Also included can be a sclerostin antibody, such as but not limited to romosozumab, blosozumab, or BPS 804 (Novartis). Further included can be therapeutics such as rilotumumab, bixalomer, trebananib, ganitumab, conatumumab, motesanib diphosphate, brodalumab, vidupiprant, panitumumab, denosumab, NPLATE, PROLIA, VECTIBIX or XGEVA. Additionally, included in the device can be a monoclonal antibody (IgG) that binds human Proprotein Convertase Subtilisin/Kexin Type 9 (PCSK9). Such PCSK9 specific antibodies include, but are not limited to, Repatha® (evolocumab) and Praluent® (alirocumab), as well as molecules, variants, analogs or derivatives thereof as disclosed in the following patents or patent applications, each of which is herein incorporated by reference in its entirety for all purposes: U.S. Pat.
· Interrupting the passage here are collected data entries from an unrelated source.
//! PNM (Portable Any Map) format support
//!
//! Reads and writes binary PGM (`P5`) at 8 bits per sample. The first
//! header comment is kept as the image text and written back out as the
//! comment line, so a read/write cycle preserves it.

use crate::{IoError, IoResult};
use quadpix_core::Pix;
use std::io::{BufRead, Read, Write};

/// Comment written when the image carries no text of its own.
pub const DEFAULT_COMMENT: &str = "quadpix output";

/// Largest sample value accepted in the header.
const MAX_MAXVAL: u32 = quadpix_core::MAX_GRAY as u32;

/// Pulls whitespace-separated header tokens, skipping `#` comments.
struct HeaderReader<R> {
    reader: R,
    comment: Option<String>,
}

impl<R: BufRead> HeaderReader<R> {
    fn new(reader: R) -> Self {
        Self {
            reader,
            comment: None,
        }
    }

    fn read_byte(&mut self) -> IoResult<Option<u8>> {
        let buf = self.reader.fill_buf()?;
        let Some(&b) = buf.first() else {
            return Ok(None);
        };
        self.reader.consume(1);
        Ok(Some(b))
    }

    fn skip_comment(&mut self) -> IoResult<()> {
        let mut line = Vec::new();
        while let Some(b) = self.read_byte()? {
            if b == b'\n' {
                break;
            }
            line.push(b);
        }
        if self.comment.is_none() {
            let text = String::from_utf8_lossy(&line).trim().to_string();
            if !text.is_empty() {
                self.comment = Some(text);
            }
        }
        Ok(())
    }

    /// Read one token. The single whitespace byte that ends it is consumed.
    fn next_token(&mut self) -> IoResult<String> {
        let mut token = Vec::new();
        loop {
            match self.read_byte()? {
                None => {
                    return Err(IoError::InvalidData("truncated PNM header".to_string()));
                }
                Some(b'#') => self.skip_comment()?,
                Some(b) if b.is_ascii_whitespace() => {}
                Some(b) => {
                    token.push(b);
                    break;
                }
            }
        }
        loop {
            match self.read_byte()? {
                None => break,
                Some(b) if b.is_ascii_whitespace() => break,
                Some(b'#') => {
                    self.skip_comment()?;
                    break;
                }
                Some(b) => token.push(b),
            }
        }
        Ok(String::from_utf8_lossy(&token).into_owned())
    }

    fn next_u32(&mut self, what: &str) -> IoResult<u32> {
        let token = self.next_token()?;
        token
            .parse::<u32>()
            .map_err(|_| IoError::InvalidData(format!("invalid PNM {what}: {token:?}")))
    }
}

/// Read a binary PGM (`P5`) image from a reader.
///
/// # Arguments
/// * `reader` - A buffered reader positioned at the `P5` magic
///
/// # Returns
/// An 8-bit `Pix`. Samples are stored as read; a maxval below 255 is not
/// rescaled.
pub fn read_pnm<R: BufRead>(reader: R) -> IoResult<Pix> {
    let mut header = HeaderReader::new(reader);

    let magic = header.next_token()?;
    if magic != "P5" {
        return Err(IoError::UnsupportedFormat(format!(
            "PNM magic {magic:?} (only binary PGM P5 is supported)"
        )));
    }

    let width = header.next_u32("width")?;
    let height = header.next_u32("height")?;
    let maxval = header.next_u32("maxval")?;
    if maxval == 0 || maxval > MAX_MAXVAL {
        return Err(IoError::UnsupportedFormat(format!(
            "PGM maxval {maxval} (must be 1..={MAX_MAXVAL})"
        )));
    }
    if width == 0 || height == 0 {
        return Err(IoError::InvalidData(format!(
            "invalid PGM dimensions: {width}x{height}"
        )));
    }

    let size = (width as usize)
        .checked_mul(height as usize)
        .ok_or_else(|| IoError::InvalidData(format!("PGM too large: {width}x{height}")))?;
    // Buffer grows only with bytes actually read
    let mut data = Vec::new();
    (&mut header.reader)
        .take(size as u64)
        .read_to_end(&mut data)?;
    if data.len() != size {
        return Err(IoError::InvalidData(format!(
            "PGM data truncated: expected {size} bytes, got {}",
            data.len()
        )));
    }

    let pix = Pix::from_bytes(width, height, data)?;
    let Some(comment) = header.comment else {
        return Ok(pix);
    };
    match pix.try_into_mut() {
        Ok(mut pm) => {
            pm.set_text(Some(comment));
            Ok(pm.into())
        }
        Err(pix) => Ok(pix),
    }
}

/// Write a `Pix` as binary PGM (`P5`) to a writer.
///
/// The header carries one comment line: the image text if present,
/// otherwise [`DEFAULT_COMMENT`].
pub fn write_pnm<W: Write>(pix: &Pix, mut writer: W) -> IoResult<()> {
    let comment = pix
        .text()
        .map(|t| t.replace(['\n', '\r'], " "))
        .unwrap_or_else(|| DEFAULT_COMMENT.to_string());
    write!(
        writer,
        "P5\n# {}\n{} {}\n{}\n",
        comment,
        pix.width(),
        pix.height(),
        MAX_MAXVAL
    )?;
    writer.write_all(pix.data())?;
    Ok(())
}

#[cfg(test)]
mod tests {
    use super::*;
    use std::io::Cursor;

    #[test]
    fn test_huge_header_is_invalid_data() {
        let bytes = b"P5\n4294967295 4294967295\n255\n\0\0".to_vec();
        let err = read_pnm(Cursor::new(bytes)).unwrap_err();
        assert!(matches!(err, IoError::InvalidData(_)));
    }

    #[test]
    fn test_read_minimal_pgm() {
        let mut bytes = b"P5\n2 2\n255\n".to_vec();
        bytes.extend_from_slice(&[10, 20, 30, 40]);
        let pix = read_pnm(Cursor::new(bytes)).unwrap();
        assert_eq!(pix.width(), 2);
        assert_eq!(pix.height(), 2);
        assert_eq!(pix.data(), &[10, 20, 30, 40]);
        assert_eq!(pix.text(), None);
    }

    #[test]
    fn test_read_pgm_with_comments() {
        let mut bytes = b"P5\n# first comment\n# second\n3 1\n255\n".to_vec();
        bytes.extend_from_slice(&[1, 2, 3]);
        let pix = read_pnm(Cursor::new(bytes)).unwrap();
        assert_eq!(pix.data(), &[1, 2, 3]);
        assert_eq!(pix.text(), Some("first comment"));
    }

    #[test]
    fn test_data_byte_that_looks_like_whitespace() {
        // The first data byte is '\n' and must not be eaten by the header
        let mut bytes = b"P5 2 1 255\n".to_vec();
        bytes.extend_from_slice(&[b'\n', b' ']);
        let pix = read_pnm(Cursor::new(bytes)).unwrap();
        assert_eq!(pix.data(), &[b'\n', b' ']);
    }

    #[test]
    fn test_write_header() {
        let pix = Pix::from_bytes(2, 1, vec![0, 255]).unwrap();
        let mut out = Vec::new();
        write_pnm(&pix, &mut out).unwrap();
        let expected_header = format!("P5\n# {DEFAULT_COMMENT}\n2 1\n255\n");
        assert!(out.starts_with(expected_header.as_bytes()));
        assert_eq!(&out[expected_header.len()..], &[0, 255]);
    }

    #[test]
    fn test_roundtrip_keeps_text() {
        let mut pm = Pix::new_filled(3, 2, 128).unwrap().to_mut();
        pm.set_pixel(1, 1, 7).unwrap();
        pm.set_text(Some("compressed at threshold 10".to_string()));
        let pix: Pix = pm.into();

        let mut out = Vec::new();
        write_pnm(&pix, &mut out).unwrap();
        let back = read_pnm(Cursor::new(out)).unwrap();
        assert_eq!(back.data(), pix.data());
        assert_eq!(back.text(), Some("compressed at threshold 10"));
    }

    #[test]
    fn test_truncated_data() {
        let mut bytes = b"P5\n4 4\n255\n".to_vec();
        bytes.extend_from_slice(&[0; 5]);
        assert!(matches!(
            read_pnm(Cursor::new(bytes)),
            Err(IoError::InvalidData(_))
        ));
    }

    #[test]
    fn test_reject_wide_maxval_and_bad_magic() {
        assert!(matches!(
            read_pnm(Cursor::new(b"P5\n1 1\n65535\n\0\0".to_vec())),
            Err(IoError::UnsupportedFormat(_))
        ));
        assert!(matches!(
            read_pnm(Cursor::new(b"P6\n1 1\n255\n\0\0\0".to_vec())),
            Err(IoError::UnsupportedFormat(_))
        ));
        assert!(read_pnm(Cursor::new(b"P5\n1".to_vec())).is_err());
    }
}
No. 8,030,547, U.S. Publication No. 2013/0064825, WO2008/057457, WO2008/057458, WO2008/057459, WO2008/063382, WO2008/133647, WO2009/100297, WO2009/100318, WO2011/037791, WO2011/053759, WO2011/053783, WO2008/125623, WO2011/072263, WO2009/055783, WO2012/0544438, WO2010/029513, WO2011/111007, WO2010/077854, WO2012/088313, WO2012/101251, WO2012/101252, WO2012/101253, WO2012/109530, and WO2001/031007.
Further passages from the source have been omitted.